WHAT THIS TASK INVOLVES =
Among the lines of the records below, copy those that hold the word "SupplierForm".

RECORDS =
+++

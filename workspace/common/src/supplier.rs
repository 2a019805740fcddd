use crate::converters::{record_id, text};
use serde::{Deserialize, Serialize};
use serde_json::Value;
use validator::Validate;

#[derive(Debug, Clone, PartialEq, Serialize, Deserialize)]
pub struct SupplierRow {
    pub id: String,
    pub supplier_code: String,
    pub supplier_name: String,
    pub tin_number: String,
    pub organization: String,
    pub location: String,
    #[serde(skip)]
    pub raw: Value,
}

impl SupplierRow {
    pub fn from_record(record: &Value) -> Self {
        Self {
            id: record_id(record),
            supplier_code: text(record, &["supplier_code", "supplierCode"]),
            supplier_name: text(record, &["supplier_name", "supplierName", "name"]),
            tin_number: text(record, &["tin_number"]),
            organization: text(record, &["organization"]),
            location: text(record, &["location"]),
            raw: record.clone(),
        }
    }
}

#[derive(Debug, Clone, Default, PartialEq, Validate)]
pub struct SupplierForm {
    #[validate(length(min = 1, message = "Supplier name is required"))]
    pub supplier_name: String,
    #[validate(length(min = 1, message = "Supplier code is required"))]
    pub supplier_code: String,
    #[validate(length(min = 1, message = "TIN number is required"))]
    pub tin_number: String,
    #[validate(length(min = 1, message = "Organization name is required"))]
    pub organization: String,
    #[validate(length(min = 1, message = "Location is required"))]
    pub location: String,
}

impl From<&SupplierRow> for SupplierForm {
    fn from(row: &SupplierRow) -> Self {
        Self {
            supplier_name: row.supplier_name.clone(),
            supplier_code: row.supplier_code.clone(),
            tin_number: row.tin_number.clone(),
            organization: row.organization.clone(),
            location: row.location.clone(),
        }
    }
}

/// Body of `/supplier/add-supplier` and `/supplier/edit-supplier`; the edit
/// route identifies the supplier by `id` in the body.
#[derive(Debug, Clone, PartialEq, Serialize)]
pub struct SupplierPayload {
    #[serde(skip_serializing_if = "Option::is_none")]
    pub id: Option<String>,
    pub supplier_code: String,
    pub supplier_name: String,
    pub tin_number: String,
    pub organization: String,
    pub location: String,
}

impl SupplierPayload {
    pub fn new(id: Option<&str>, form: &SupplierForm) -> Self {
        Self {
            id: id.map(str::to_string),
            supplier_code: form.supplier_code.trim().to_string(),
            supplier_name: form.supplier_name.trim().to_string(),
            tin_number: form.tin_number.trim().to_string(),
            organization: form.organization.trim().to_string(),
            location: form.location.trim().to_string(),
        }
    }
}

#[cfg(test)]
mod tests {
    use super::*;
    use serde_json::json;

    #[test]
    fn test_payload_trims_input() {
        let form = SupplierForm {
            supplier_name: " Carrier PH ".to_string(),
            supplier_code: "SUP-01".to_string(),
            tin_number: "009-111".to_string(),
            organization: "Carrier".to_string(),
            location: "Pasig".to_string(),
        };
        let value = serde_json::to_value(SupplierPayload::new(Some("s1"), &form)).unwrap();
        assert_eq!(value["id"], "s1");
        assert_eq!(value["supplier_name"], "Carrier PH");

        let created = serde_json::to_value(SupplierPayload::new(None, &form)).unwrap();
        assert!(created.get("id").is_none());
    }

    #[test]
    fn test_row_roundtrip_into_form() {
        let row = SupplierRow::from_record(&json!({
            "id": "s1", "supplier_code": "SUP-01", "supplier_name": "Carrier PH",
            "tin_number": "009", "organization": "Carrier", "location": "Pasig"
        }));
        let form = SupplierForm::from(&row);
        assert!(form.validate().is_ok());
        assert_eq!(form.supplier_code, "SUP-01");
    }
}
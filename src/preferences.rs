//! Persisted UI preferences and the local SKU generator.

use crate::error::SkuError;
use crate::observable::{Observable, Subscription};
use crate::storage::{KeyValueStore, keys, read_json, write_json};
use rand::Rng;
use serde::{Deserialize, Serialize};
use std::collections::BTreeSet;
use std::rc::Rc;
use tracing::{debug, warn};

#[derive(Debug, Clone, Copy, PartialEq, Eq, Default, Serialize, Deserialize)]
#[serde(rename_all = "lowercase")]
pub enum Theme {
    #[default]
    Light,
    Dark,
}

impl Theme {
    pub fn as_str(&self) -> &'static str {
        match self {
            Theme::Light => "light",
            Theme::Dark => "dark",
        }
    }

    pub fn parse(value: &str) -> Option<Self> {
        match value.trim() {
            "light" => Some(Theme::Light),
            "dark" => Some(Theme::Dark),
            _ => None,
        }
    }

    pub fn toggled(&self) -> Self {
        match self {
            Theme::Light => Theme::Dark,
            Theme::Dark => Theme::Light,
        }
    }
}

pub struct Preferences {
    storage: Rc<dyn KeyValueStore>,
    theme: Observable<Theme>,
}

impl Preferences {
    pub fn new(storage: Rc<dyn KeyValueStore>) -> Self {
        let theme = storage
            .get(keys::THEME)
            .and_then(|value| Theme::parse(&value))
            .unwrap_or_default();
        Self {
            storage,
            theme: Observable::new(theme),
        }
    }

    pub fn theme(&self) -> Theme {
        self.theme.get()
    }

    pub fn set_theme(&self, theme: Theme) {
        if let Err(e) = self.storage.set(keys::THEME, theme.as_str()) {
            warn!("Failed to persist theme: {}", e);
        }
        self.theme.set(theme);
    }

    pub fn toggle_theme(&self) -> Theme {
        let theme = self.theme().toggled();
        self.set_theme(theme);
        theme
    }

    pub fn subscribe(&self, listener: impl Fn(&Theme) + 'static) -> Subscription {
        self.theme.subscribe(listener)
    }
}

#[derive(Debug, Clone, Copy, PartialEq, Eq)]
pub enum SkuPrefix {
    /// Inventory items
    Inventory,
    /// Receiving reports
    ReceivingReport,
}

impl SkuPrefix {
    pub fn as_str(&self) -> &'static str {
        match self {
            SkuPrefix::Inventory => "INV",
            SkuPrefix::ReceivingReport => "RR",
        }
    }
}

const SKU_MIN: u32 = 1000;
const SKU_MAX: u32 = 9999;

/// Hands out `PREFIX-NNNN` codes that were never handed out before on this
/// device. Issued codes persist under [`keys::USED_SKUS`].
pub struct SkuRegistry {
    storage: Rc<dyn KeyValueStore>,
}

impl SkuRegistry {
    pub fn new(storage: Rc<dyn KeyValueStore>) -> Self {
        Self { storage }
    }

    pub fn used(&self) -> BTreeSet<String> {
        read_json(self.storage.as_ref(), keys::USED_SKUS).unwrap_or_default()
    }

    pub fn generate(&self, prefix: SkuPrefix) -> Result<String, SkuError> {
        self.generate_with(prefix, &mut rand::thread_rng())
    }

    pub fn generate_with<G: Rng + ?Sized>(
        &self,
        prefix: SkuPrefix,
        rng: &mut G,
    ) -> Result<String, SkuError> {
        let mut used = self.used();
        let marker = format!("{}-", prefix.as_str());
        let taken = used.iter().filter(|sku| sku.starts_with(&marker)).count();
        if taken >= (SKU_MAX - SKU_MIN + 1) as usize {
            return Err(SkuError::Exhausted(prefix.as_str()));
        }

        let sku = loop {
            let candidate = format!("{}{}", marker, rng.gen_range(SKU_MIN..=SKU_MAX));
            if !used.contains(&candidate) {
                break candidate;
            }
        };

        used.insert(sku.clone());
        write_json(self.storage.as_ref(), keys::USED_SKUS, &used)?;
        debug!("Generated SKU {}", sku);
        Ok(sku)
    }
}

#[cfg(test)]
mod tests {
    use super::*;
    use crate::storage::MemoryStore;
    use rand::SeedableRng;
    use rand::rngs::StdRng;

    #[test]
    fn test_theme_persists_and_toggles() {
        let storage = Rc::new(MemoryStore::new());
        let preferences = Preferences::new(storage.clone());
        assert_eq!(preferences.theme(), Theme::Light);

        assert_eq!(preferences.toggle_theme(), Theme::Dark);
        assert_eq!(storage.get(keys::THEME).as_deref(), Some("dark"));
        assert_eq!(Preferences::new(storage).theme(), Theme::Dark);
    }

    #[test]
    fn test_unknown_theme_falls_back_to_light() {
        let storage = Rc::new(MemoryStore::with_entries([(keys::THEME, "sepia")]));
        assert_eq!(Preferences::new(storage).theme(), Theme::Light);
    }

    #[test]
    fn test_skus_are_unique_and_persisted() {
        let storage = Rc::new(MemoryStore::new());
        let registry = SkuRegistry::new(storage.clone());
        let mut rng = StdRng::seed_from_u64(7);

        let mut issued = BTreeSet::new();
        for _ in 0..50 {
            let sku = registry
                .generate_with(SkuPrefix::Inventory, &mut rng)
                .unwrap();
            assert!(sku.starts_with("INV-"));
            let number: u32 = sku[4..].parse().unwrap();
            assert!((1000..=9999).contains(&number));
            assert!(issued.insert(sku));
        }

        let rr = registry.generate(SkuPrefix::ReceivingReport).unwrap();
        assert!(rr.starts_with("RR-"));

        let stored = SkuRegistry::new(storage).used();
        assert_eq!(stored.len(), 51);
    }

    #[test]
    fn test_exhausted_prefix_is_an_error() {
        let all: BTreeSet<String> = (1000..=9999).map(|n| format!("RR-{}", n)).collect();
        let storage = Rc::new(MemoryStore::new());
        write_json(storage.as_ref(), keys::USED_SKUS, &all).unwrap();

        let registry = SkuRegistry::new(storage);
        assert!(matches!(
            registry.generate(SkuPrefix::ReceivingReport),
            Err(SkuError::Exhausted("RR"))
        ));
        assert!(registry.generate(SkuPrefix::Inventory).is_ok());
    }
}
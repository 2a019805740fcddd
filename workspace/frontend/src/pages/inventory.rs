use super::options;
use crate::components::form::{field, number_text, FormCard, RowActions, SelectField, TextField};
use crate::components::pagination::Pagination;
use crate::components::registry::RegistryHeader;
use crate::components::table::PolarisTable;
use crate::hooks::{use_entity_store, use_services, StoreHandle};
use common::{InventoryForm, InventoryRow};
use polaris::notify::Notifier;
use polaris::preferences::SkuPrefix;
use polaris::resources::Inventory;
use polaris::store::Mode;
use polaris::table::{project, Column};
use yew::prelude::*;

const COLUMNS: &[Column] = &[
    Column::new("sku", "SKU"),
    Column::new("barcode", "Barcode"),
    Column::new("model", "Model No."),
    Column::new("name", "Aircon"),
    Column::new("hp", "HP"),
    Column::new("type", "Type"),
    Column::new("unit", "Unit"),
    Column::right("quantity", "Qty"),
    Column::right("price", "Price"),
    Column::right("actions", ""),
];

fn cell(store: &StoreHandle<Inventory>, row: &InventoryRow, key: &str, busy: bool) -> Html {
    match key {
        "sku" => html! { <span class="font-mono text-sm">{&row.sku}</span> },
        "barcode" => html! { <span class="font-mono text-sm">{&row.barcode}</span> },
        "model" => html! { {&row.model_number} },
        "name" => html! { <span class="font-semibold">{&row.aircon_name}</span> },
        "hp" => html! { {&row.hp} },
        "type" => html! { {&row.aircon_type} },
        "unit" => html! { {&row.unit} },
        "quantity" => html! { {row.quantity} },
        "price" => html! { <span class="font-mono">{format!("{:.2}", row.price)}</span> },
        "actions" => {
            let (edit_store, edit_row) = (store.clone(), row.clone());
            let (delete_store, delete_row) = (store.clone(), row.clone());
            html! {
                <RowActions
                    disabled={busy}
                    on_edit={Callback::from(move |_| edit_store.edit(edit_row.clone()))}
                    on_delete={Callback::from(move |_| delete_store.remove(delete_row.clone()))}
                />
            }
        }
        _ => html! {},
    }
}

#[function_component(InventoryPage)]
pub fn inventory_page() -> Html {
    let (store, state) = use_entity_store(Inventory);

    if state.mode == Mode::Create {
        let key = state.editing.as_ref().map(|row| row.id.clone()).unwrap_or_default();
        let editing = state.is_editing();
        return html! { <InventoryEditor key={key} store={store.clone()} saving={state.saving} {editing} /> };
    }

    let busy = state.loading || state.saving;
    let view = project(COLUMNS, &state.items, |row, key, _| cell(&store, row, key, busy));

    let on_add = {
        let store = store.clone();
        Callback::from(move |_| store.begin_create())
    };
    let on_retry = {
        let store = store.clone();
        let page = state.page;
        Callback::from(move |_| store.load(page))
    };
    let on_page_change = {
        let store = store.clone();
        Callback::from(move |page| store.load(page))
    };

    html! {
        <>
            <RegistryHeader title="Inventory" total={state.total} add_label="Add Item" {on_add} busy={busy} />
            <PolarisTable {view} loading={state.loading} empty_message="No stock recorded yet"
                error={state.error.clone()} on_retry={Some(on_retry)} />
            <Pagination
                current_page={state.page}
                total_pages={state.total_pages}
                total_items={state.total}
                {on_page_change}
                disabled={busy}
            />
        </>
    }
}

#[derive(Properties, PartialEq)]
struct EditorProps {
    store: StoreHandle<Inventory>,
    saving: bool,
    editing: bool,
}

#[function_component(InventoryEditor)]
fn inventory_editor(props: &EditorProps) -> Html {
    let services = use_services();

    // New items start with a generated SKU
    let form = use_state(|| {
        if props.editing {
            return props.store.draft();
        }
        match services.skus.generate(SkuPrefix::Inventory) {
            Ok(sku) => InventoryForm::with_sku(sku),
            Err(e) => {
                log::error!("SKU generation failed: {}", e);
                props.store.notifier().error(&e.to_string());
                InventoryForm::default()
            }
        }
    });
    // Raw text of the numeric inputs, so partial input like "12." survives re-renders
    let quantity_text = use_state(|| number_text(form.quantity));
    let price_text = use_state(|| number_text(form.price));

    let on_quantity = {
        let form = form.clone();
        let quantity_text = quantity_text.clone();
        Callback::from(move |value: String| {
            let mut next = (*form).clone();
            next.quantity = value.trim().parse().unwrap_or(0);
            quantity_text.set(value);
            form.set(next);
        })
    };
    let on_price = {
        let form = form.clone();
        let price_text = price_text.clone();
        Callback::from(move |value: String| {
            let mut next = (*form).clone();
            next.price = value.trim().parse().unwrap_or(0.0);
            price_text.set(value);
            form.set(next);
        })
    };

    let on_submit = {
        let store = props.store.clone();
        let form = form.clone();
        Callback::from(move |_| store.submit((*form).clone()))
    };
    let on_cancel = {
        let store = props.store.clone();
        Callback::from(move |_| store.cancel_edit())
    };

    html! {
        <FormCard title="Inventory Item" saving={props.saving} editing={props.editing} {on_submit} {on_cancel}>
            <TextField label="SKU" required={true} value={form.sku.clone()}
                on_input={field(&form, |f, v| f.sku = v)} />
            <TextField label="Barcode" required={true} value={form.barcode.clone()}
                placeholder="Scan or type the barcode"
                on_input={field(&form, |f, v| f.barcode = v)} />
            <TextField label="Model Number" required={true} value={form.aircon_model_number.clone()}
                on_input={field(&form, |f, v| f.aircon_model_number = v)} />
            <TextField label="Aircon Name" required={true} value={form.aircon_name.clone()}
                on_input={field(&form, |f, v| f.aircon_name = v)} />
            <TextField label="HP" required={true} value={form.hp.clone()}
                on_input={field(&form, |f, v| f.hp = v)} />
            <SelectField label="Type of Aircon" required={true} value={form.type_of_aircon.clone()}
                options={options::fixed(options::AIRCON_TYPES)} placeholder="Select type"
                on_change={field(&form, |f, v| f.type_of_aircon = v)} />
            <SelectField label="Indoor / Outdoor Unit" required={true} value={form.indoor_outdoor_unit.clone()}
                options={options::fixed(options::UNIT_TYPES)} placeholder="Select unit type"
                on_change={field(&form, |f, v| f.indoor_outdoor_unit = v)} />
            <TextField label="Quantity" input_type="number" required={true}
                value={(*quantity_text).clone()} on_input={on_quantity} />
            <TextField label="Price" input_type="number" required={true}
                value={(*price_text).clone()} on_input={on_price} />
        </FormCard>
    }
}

+++

EXPECTED ANSWER =
pub struct SupplierForm {
impl From<&SupplierRow> for SupplierForm {
    pub fn new(id: Option<&str>, form: &SupplierForm) -> Self {
        let form = SupplierForm {
        let form = SupplierForm::from(&row);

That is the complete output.